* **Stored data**
* * *
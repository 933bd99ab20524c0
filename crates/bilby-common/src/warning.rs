//! Parser warnings with colored terminal output.
//!
//! Provides deduplication to avoid spamming the same warning multiple times.
//! Used by the tokenizer and tree builder to surface recoverable problems on
//! stderr while the machine-readable error list is collected separately.

use std::collections::HashSet;
use std::sync::Mutex;

/// ANSI color codes for terminal output
const YELLOW: &str = "\x1b[33m";
const RESET: &str = "\x1b[0m";

/// Global set of warnings we've already printed (to deduplicate)
static WARNED: Mutex<Option<HashSet<String>>> = Mutex::new(None);

/// Warn about a recoverable condition (prints once per unique message)
///
/// # Example
/// ```ignore
/// warn_once("HTML Tokenizer", "unexpected-null-character at 3:14");
/// ```
///
/// # Panics
/// Panics if the global warning set mutex is poisoned.
pub fn warn_once(component: &str, message: &str) {
    let key = format!("[{component}] {message}");
    let should_print = WARNED
        .lock()
        .unwrap()
        .get_or_insert_with(HashSet::new)
        .insert(key);

    if should_print {
        eprintln!("{YELLOW}[Bilby {component}] ⚠ {message}{RESET}");
    }
}

/// Clear all recorded warnings (call when parsing a new document)
///
/// # Panics
/// Panics if the global warning set mutex is poisoned.
pub fn clear_warnings() {
    let mut guard = WARNED.lock().unwrap();
    if let Some(set) = guard.as_mut() {
        set.clear();
    }
}
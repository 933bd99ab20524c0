//! Spec-conformant WHATWG HTML parsing for the Bilby toolkit.
//!
//! # Scope
//!
//! This crate implements:
//! - **Encoding sniffing** ([WHATWG § 13.2.3](https://html.spec.whatwg.org/multipage/parsing.html#the-input-byte-stream))
//!   - transport label, BOM, and bounded `<meta charset>` prescan
//! - **HTML Tokenizer** ([WHATWG § 13.2.5](https://html.spec.whatwg.org/multipage/parsing.html#tokenization))
//!   - Data, RCDATA, RAWTEXT, PLAINTEXT, CDATA, and the script-escape states
//!   - DOCTYPE, comment, and attribute parsing with per-position errors
//!   - flush-time character reference decoding (full named-entity table)
//! - **HTML Tree Builder** ([WHATWG § 13.2.6](https://html.spec.whatwg.org/multipage/parsing.html#tree-construction))
//!   - all insertion modes, foster parenting, the adoption agency
//!     algorithm, the active-formatting list, templates, and foreign
//!     content integration points
//! - **Fragment parsing** with an element context and `iframe srcdoc`
//!   handling
//!
//! The output is an arena tree from [`bilby_dom`] plus an ordered list of
//! parse errors.
//!
//! # Example
//!
//! ```ignore
//! use bilby_html::{ParseOpts, parse_document};
//!
//! let parsed = parse_document("<p>Hello <b>world</b></p>", &ParseOpts::default()).unwrap();
//! let html = bilby_dom::serialize::to_html(&parsed.dom, parsed.dom.root(), false, 2);
//! ```

/// Encoding sniffing and decoding.
pub mod encoding;
/// Parse error types and message definitions.
pub mod errors;
/// HTML tree construction.
pub mod parser;
/// HTML tokenizer.
pub mod tokenizer;

use bilby_dom::DomTree;

pub use crate::errors::{ParseError, StrictModeError};
pub use crate::parser::{FragmentContext, TreeBuilder};
pub use crate::tokenizer::{Tokenizer, TokenizerOpts, TokenizerState};

/// Options controlling a parse.
#[derive(Debug, Clone, Default)]
pub struct ParseOpts {
    /// Collect parse errors (with positions) into the result.
    pub collect_errors: bool,
    /// Raise a [`StrictModeError`] for the first parse error (implies
    /// `collect_errors`).
    pub strict: bool,
    /// The document is an `iframe srcdoc` document: a non-HTML doctype does
    /// not force quirks mode.
    pub iframe_srcdoc: bool,
    /// Transport-layer encoding label (e.g. from a Content-Type header);
    /// wins over BOM and meta sniffing when recognized.
    pub transport_encoding: Option<String>,
}

/// The result of a parse: the tree, the errors, and (for byte input) the
/// encoding that was chosen.
#[derive(Debug)]
pub struct ParsedDocument {
    /// The document (or fragment) tree.
    pub dom: DomTree,
    /// Parse errors in emission order (empty unless collection was enabled).
    pub errors: Vec<ParseError>,
    /// The sniffed encoding, for byte input.
    pub encoding: Option<&'static str>,
}

fn run(
    html: &str,
    fragment_context: Option<&FragmentContext>,
    opts: &ParseOpts,
    encoding: Option<&'static str>,
) -> Result<ParsedDocument, StrictModeError> {
    let collect = opts.collect_errors || opts.strict;

    let builder = TreeBuilder::new(fragment_context.cloned(), opts.iframe_srcdoc, collect);

    let mut tokenizer_opts = TokenizerOpts::default();
    if let Some(context) = fragment_context {
        if context.namespace.is_none() {
            // Rawtext and plaintext context elements change what the
            // tokenizer does with the very first character.
            let name = context.tag_name.to_ascii_lowercase();
            match name.as_str() {
                "textarea" | "title" | "style" => {
                    tokenizer_opts.initial_state = Some(TokenizerState::RAWTEXT);
                    tokenizer_opts.initial_rawtext_tag = Some(name);
                }
                "plaintext" | "script" => {
                    tokenizer_opts.initial_state = Some(TokenizerState::PLAINTEXT);
                }
                _ => {}
            }
        }
    }

    let mut tokenizer = Tokenizer::new(builder, tokenizer_opts, collect);
    tokenizer.run(html);

    let tokenizer_errors = std::mem::take(&mut tokenizer.errors);
    let (dom, builder_errors) = tokenizer.sink.finish();

    let mut errors = tokenizer_errors;
    errors.extend(builder_errors);

    if opts.strict {
        if let Some(first) = errors.first() {
            return Err(StrictModeError::new(first.clone(), html));
        }
    }

    Ok(ParsedDocument {
        dom,
        errors,
        encoding,
    })
}

/// Parse a complete HTML document from a string.
///
/// # Errors
///
/// Returns [`StrictModeError`] only when `opts.strict` is set and the input
/// contains a parse error; malformed input otherwise always yields a tree.
pub fn parse_document(html: &str, opts: &ParseOpts) -> Result<ParsedDocument, StrictModeError> {
    run(html, None, opts, None)
}

/// Parse a complete HTML document from bytes, sniffing the encoding.
///
/// # Errors
///
/// Returns [`StrictModeError`] only when `opts.strict` is set and the input
/// contains a parse error.
pub fn parse_document_bytes(
    bytes: &[u8],
    opts: &ParseOpts,
) -> Result<ParsedDocument, StrictModeError> {
    let (html, chosen) = encoding::decode_html(bytes, opts.transport_encoding.as_deref());
    run(&html, None, opts, Some(chosen))
}

/// Parse an HTML fragment in the given element context.
///
/// The result tree is rooted at a `DocumentFragment` node.
///
/// # Errors
///
/// Returns [`StrictModeError`] only when `opts.strict` is set and the input
/// contains a parse error.
pub fn parse_fragment(
    html: &str,
    context: &FragmentContext,
    opts: &ParseOpts,
) -> Result<ParsedDocument, StrictModeError> {
    run(html, Some(context), opts, None)
}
* * *
* **WHAT YOU ARE ASKED TO DO**
The number of lines in the data that hold "bool" is all that should be given.

* **OUTPUT FOR THIS TASK**
3